Written by Jorge Argota · Legal Marketing · United States
I had two PI firms come to me within the same month last year, both spending about $10,000 a month on Google Ads, both in competitive Florida markets. Firm A was signing roughly 2 cases a month from that spend. Firm B was signing 8. Same budget, same keywords, same market size. The difference wasn’t the campaigns; the campaigns were almost identical. The difference was that Firm A took an average of two hours to return a call and Firm B had an intake specialist picking up within 90 seconds. Firm A’s cost per signed case was $5,000. Firm B’s was $1,250. Both firms had the same cost per lead and one of them was profitable and the other was bleeding.
TL;DR
Cost Per Signed Case is the only metric that matters. Cost Per Lead is a vanity number that hides whether you’re making money or losing it. The “Golden Ratio” for a profitable firm is a CPSC that never exceeds 15 to 20% of the projected case fee. For PI that means a healthy CPSC of $1,500 to $3,000 against a $15,000 fee. For family law it means $800 to $1,200 against a $5,000 retainer. This page covers the CPSC benchmarks by practice area, the Intake Tax that inflates your CPSC when response times are slow, and the LSA arbitrage that produces the lowest cost per signed case in legal PPC.

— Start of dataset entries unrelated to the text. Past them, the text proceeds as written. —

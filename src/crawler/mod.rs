//! Crawler module for documentation page fetching and processing
//!
//! This module contains the core crawling logic, including:
//! - HTTP fetching with filtering and politeness delay
//! - HTML link discovery and content extraction
//! - The breadth-first crawl loop with checkpoints and resume
//! - Dry-run previews

mod coordinator;
mod extractor;
mod fetcher;
mod parser;
mod preview;

pub use coordinator::Coordinator;
pub use extractor::ContentExtractor;
pub use fetcher::{
    build_http_client, FetchOutcome, FetchedPage, Fetcher, SkipReason, REQUEST_TIMEOUT,
};
pub use parser::{discover_links, extract_links};
pub use preview::{preview, PreviewReport, PREVIEW_SAMPLE_SIZE};

use crate::config::SkillConfig;
use crate::state::CrawlState;
use crate::SkillError;

/// Runs a complete crawl without persistence
///
/// This is the simplest entry point: it crawls breadth-first from the
/// configured start URL and returns the final state, including any
/// per-page errors.
///
/// # Example
///
/// ```no_run
/// use docs_to_skill::config::load_config;
/// use docs_to_skill::crawler::crawl;
/// use std::path::Path;
///
/// # async fn example() -> Result<(), Box<dyn std::error::Error>> {
/// let config = load_config(Path::new("configs/bun.toml"))?;
/// let state = crawl(config).await?;
/// println!("{} pages, {} errors", state.page_count(), state.errors().len());
/// # Ok(())
/// # }
/// ```
pub async fn crawl(config: SkillConfig) -> Result<CrawlState, SkillError> {
    let coordinator = Coordinator::new(config)?;
    Ok(coordinator.run().await)
}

YOUR CPSC SHOULD NEVER EXCEED 15 TO 20% OF THE CASE FEE
85% of inbound legal inquiries are fundamentally unqualified. That means for every 100 leads your campaigns produce, 85 of them were never going to hire you. The cost per lead number your agency reports includes all 100. The cost per signed case only counts the ones that actually signed a retainer. The gap between those two numbers is where most firms lose money without realizing it, and the CPC benchmarks page covers what the clicks cost by practice area. This page is about what happens after the click.
Green = healthy ratio. Amber = margin pressure. Below 10% means you’re probably underinvesting. Above 20% means the overhead eats the profit.
The thing that surprises most partners when I run these numbers is that a $300 cost per lead in PI isn’t a problem at all if you’re converting 1 in 8 leads to a signed case, because your CPSC is $2,400 against a $15,000 fee and that’s a 6x return. But a $100 cost per lead in family law can be a disaster if your intake is slow and you’re only converting 1 in 15, because your CPSC is $1,500 against a $5,000 retainer and that’s 30% acquisition cost that eats most of the profit. The cost per lead doesn’t tell you anything useful by itself. The CPSC tells you everything.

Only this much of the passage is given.